**EXERCISE GOAL**
Quote verbatim the span of lines that begins the listing below and closes with the line containing "a running bridge".

**EXERCISE INPUT**
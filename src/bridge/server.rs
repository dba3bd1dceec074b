//! Bridge HTTP server and its control handle.

use crate::bridge::auth::Authentication;
use crate::bridge::events::EventManager;
use crate::bridge::handlers::{self, BridgeState};
use crate::config::{BridgeConfig, DEFAULT_WORKERS};
use crate::error::{Error, Result};

use actix_cors::Cors;
use actix_web::{App, HttpServer, dev::ServerHandle, middleware, web::Data};
use std::net::{SocketAddr, ToSocketAddrs};
use std::sync::Arc;
use std::time::Duration;
use tokio::sync::Mutex;
use tokio::task::JoinHandle;

/// Number of SSE messages buffered per client
const EVENT_CAPACITY: usize = 100;

/// How long `shutdown` waits for the server task
const SHUTDOWN_WAIT: Duration = Duration::from_secs(5);

/// Handle for controlling a running bridge
#[derive(Clone)]
pub struct BridgeHandle {
    /// Address the server is bound to
    local_addr: SocketAddr,
    /// Actix server handle
    server: ServerHandle,
    /// Server task
    task: Arc<Mutex<Option<JoinHandle<()>>>>,
    /// Notification forwarder task
    forwarder: Arc<Mutex<Option<JoinHandle<()>>>>,
    /// Event manager shared with the handlers
    event_manager: Arc<EventManager>,
}

impl BridgeHandle {
    /// Address the bridge listens on
    pub fn local_addr(&self) -> SocketAddr {
        self.local_addr
    }

    /// Event manager feeding the SSE stream
    pub fn event_manager(&self) -> &Arc<EventManager> {
        &self.event_manager
    }

    /// Stop accepting connections and wait for the server to finish
    pub async fn shutdown(&self) -> Result<()> {
        tracing::info!("Stopping bridge server");

        if let Some(forwarder) = self.forwarder.lock().await.take() {
            forwarder.abort();
        }

        self.server.stop(true).await;

        if let Some(task) = self.task.lock().await.take() {
            match tokio::time::timeout(SHUTDOWN_WAIT, task).await {
                Ok(Ok(())) => {}
                Ok(Err(e)) => tracing::warn!(error = %e, "Error while joining bridge task"),
                Err(_) => tracing::warn!("Timeout waiting for bridge task to finish"),
            }
        }

        tracing::info!("Bridge server stopped");
        Ok(())
    }
}

/// Local HTTP server exposing the supervisor to the native shell
pub struct BridgeServer;

impl BridgeServer {
    /// Bind and start the bridge in a background task.
    #[tracing::instrument(skip_all, fields(address = %config.address, port = config.port))]
    pub async fn start(config: BridgeConfig, state: BridgeState) -> Result<BridgeHandle> {
        let addr_str = format!("{}:{}", config.address, config.port);
        let addr = addr_str
            .to_socket_addrs()
            .map_err(|e| Error::Other(format!("Failed to parse socket address: {}", e)))?
            .next()
            .ok_or_else(|| Error::Other(format!("Could not parse socket address: {}", addr_str)))?;

        let event_manager = Arc::new(EventManager::new(EVENT_CAPACITY));
        let forwarder = event_manager.forward(state.supervisor.subscribe());

        let config_arc = Arc::new(config.clone());
        let events_data = Data::new(Arc::clone(&event_manager));
        let state_data = Data::new(state);

        let mut server_builder = HttpServer::new(move || {
            let cors = Cors::default()
                .allow_any_origin()
                .allow_any_method()
                .allow_any_header()
                .max_age(3600);

            App::new()
                .wrap(middleware::Logger::default())
                .wrap(cors)
                .app_data(events_data.clone())
                .app_data(state_data.clone())
                .wrap(Authentication::new(config_arc.clone()))
                .configure(handlers::configure)
        });

        let workers = config.workers.unwrap_or(DEFAULT_WORKERS);
        tracing::debug!(workers, "Setting number of Actix Web workers");
        server_builder = server_builder.workers(workers);

        let bound = server_builder
            .bind(addr)
            .map_err(|e| Error::Other(format!("Failed to bind bridge to {}: {}", addr_str, e)))?;
        let local_addr = bound.addrs().first().copied().unwrap_or(addr);

        let server = bound.run();
        let server_handle = server.handle();
        let task = tokio::spawn(async move {
            if let Err(e) = server.await {
                tracing::error!(error = %e, "Bridge server error");
            }
        });

        tracing::info!(%local_addr, "Bridge server started");

        Ok(BridgeHandle {
            local_addr,
            server: server_handle,
            task: Arc::new(Mutex::new(Some(task))),
            forwarder: Arc::new(Mutex::new(Some(forwarder))),
            event_manager,
        })
    }
}
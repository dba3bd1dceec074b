//! Decides what to do when the backend stops answering or exits.

use crate::error::Error;
use crate::server::monitor::HealthState;
use crate::server::process::ExitInfo;
use crate::server::supervisor::Phase;
use std::time::Duration;
use tokio::time::Instant;

/// What the supervisor should do after a failure signal.
#[derive(Debug, Clone, PartialEq, Eq)]
pub enum RecoveryAction {
    /// Keep going
    None,
    /// Tear down and start over with a fresh attempt budget
    FullRestart(Error),
    /// Count a failed attempt and retry after backoff
    RetryAttempt(Error),
    /// The backend stopped on purpose; do not restart
    Stop,
}

/// Turns probe failures and process exits into [`RecoveryAction`]s.
#[derive(Debug, Clone)]
pub struct RecoveryCoordinator {
    grace: Duration,
    loss_declared: bool,
}

impl RecoveryCoordinator {
    pub fn new(grace: Duration) -> Self {
        Self {
            grace,
            loss_declared: false,
        }
    }

    /// Starts a new serving episode; connection loss may be declared again.
    pub fn episode_started(&mut self) {
        self.loss_declared = false;
    }

    pub fn loss_declared(&self) -> bool {
        self.loss_declared
    }

    /// Called after a failed health probe.
    ///
    /// Declares connection loss once the last successful contact is older
    /// than the grace period, and at most once per serving episode.
    pub fn on_probe_failure(&mut self, health: &HealthState, now: Instant) -> RecoveryAction {
        if !health.monitoring_active || self.loss_declared {
            return RecoveryAction::None;
        }

        let silent_for = health.time_since_contact(now);
        if silent_for <= self.grace {
            tracing::debug!(
                silent_ms = silent_for.as_millis() as u64,
                grace_ms = self.grace.as_millis() as u64,
                "Health check failed within grace period"
            );
            return RecoveryAction::None;
        }

        self.loss_declared = true;
        RecoveryAction::FullRestart(Error::ConnectionLoss(format!(
            "no successful health check for {}s",
            silent_for.as_secs()
        )))
    }

    /// Called when the backend process exited on its own.
    pub fn on_process_exit(&mut self, exit: ExitInfo, phase: Phase) -> RecoveryAction {
        match phase {
            // Nobody is waiting on a process in these phases.
            Phase::Idle | Phase::Failed => RecoveryAction::None,
            _ if exit.is_clean() => RecoveryAction::Stop,
            _ => RecoveryAction::RetryAttempt(Error::ProcessCrash(format!(
                "{} while {}",
                exit, phase
            ))),
        }
    }
}
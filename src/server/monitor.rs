use crate::config::SupervisorConfig;
use crate::probe::{ProbeResult, Prober, is_success};
use crate::server::supervisor::SupervisorEvent;
use serde::Serialize;
use std::sync::Arc;
use std::time::Duration;
use tokio::sync::mpsc;
use tokio::task::JoinHandle;
use tokio::time::{self, Instant, MissedTickBehavior};

/// Server health status
#[derive(Debug, Clone, Copy, PartialEq, Eq, Serialize)]
#[serde(rename_all = "camelCase")]
pub enum ServerHealth {
    /// Last health check succeeded
    Healthy,
    /// Health checks are failing, still within the grace period
    Degraded,
    /// No successful health check for longer than the grace period
    Unhealthy,
    /// Not monitored
    Unknown,
}

/// Health monitor configuration
#[derive(Debug, Clone)]
pub struct HealthMonitorConfig {
    /// Check interval
    pub check_interval: Duration,
    /// Health check timeout
    pub health_check_timeout: Duration,
    /// How long checks may fail before the connection counts as lost
    pub connection_grace: Duration,
}

impl Default for HealthMonitorConfig {
    fn default() -> Self {
        Self::from(&SupervisorConfig::default())
    }
}

impl From<&SupervisorConfig> for HealthMonitorConfig {
    fn from(config: &SupervisorConfig) -> Self {
        Self {
            check_interval: config.health_interval(),
            health_check_timeout: config.health_timeout(),
            connection_grace: config.connection_grace(),
        }
    }
}

/// Health bookkeeping of the serving backend
#[derive(Debug, Clone, Copy, PartialEq, Eq)]
pub struct HealthState {
    /// Time of the last successful health check, or of entering `Serving`
    pub last_successful_contact: Instant,
    /// `true` exactly while the backend is serving
    pub monitoring_active: bool,
    /// Failed checks since the last success
    pub consecutive_failures: u32,
}

impl HealthState {
    fn inactive() -> Self {
        Self {
            last_successful_contact: Instant::now(),
            monitoring_active: false,
            consecutive_failures: 0,
        }
    }

    /// Time elapsed since the last successful contact
    pub fn time_since_contact(&self, now: Instant) -> Duration {
        now.saturating_duration_since(self.last_successful_contact)
    }
}

/// Periodic health checks against the serving backend.
///
/// The monitor only schedules probes; results go back to the supervisor as
/// [`SupervisorEvent::HealthProbe`] so that all state changes happen on the
/// supervisor task.
pub struct HealthMonitor {
    /// Monitor configuration
    config: HealthMonitorConfig,
    /// URL probed on every tick
    url: String,
    /// Network checks
    prober: Arc<dyn Prober>,
    /// Health bookkeeping
    state: HealthState,
    /// Monitor task
    monitor_task: Option<JoinHandle<()>>,
}

impl HealthMonitor {
    /// Create a new health monitor
    pub fn new(config: HealthMonitorConfig, url: impl Into<String>, prober: Arc<dyn Prober>) -> Self {
        Self {
            config,
            url: url.into(),
            prober,
            state: HealthState::inactive(),
            monitor_task: None,
        }
    }

    /// Start the monitor for one serving episode.
    ///
    /// The first check runs one interval after the call.
    pub(crate) fn start(&mut self, generation: u64, events: mpsc::UnboundedSender<SupervisorEvent>) {
        self.stop();

        self.state = HealthState {
            last_successful_contact: Instant::now(),
            monitoring_active: true,
            consecutive_failures: 0,
        };

        let prober = Arc::clone(&self.prober);
        let url = self.url.clone();
        let period = self.config.check_interval;
        let timeout = self.config.health_check_timeout;

        let task = tokio::spawn(async move {
            let mut interval = time::interval_at(Instant::now() + period, period);
            interval.set_missed_tick_behavior(MissedTickBehavior::Delay);

            loop {
                interval.tick().await;

                let result = prober.probe_http(&url, timeout).await;
                if events
                    .send(SupervisorEvent::HealthProbe { generation, result })
                    .is_err()
                {
                    break;
                }
            }
        });

        tracing::debug!(
            interval_ms = period.as_millis() as u64,
            generation,
            "Health monitoring started"
        );
        self.monitor_task = Some(task);
    }

    /// Stop the monitor
    pub fn stop(&mut self) {
        if let Some(task) = self.monitor_task.take() {
            task.abort();
            tracing::debug!("Health monitoring stopped");
        }
        self.state.monitoring_active = false;
    }

    /// Records a health check result; returns `true` on success.
    pub fn record(&mut self, result: &ProbeResult, now: Instant) -> bool {
        if is_success(result) {
            self.state.last_successful_contact = now;
            self.state.consecutive_failures = 0;
            true
        } else {
            self.state.consecutive_failures += 1;
            false
        }
    }

    pub fn state(&self) -> &HealthState {
        &self.state
    }

    pub fn is_active(&self) -> bool {
        self.state.monitoring_active
    }

    /// Get server health
    pub fn health(&self, now: Instant) -> ServerHealth {
        if !self.state.monitoring_active {
            ServerHealth::Unknown
        } else if self.state.consecutive_failures == 0 {
            ServerHealth::Healthy
        } else if self.state.time_since_contact(now) > self.config.connection_grace {
            ServerHealth::Unhealthy
        } else {
            ServerHealth::Degraded
        }
    }
}

impl Drop for HealthMonitor {
    fn drop(&mut self) {
        if let Some(task) = self.monitor_task.take() {
            task.abort();
        }
    }
}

**TASK SOLUTION**
filename src/bridge/server.rs
repository dba3bd1dceec074b
//! Bridge HTTP server and its control handle.

use crate::bridge::auth::Authentication;
use crate::bridge::events::EventManager;
use crate::bridge::handlers::{self, BridgeState};
use crate::config::{BridgeConfig, DEFAULT_WORKERS};
use crate::error::{Error, Result};

use actix_cors::Cors;
use actix_web::{App, HttpServer, dev::ServerHandle, middleware, web::Data};
use std::net::{SocketAddr, ToSocketAddrs};
use std::sync::Arc;
use std::time::Duration;
use tokio::sync::Mutex;
use tokio::task::JoinHandle;

/// Number of SSE messages buffered per client
const EVENT_CAPACITY: usize = 100;

/// How long `shutdown` waits for the server task
const SHUTDOWN_WAIT: Duration = Duration::from_secs(5);

/// Handle for controlling a running bridge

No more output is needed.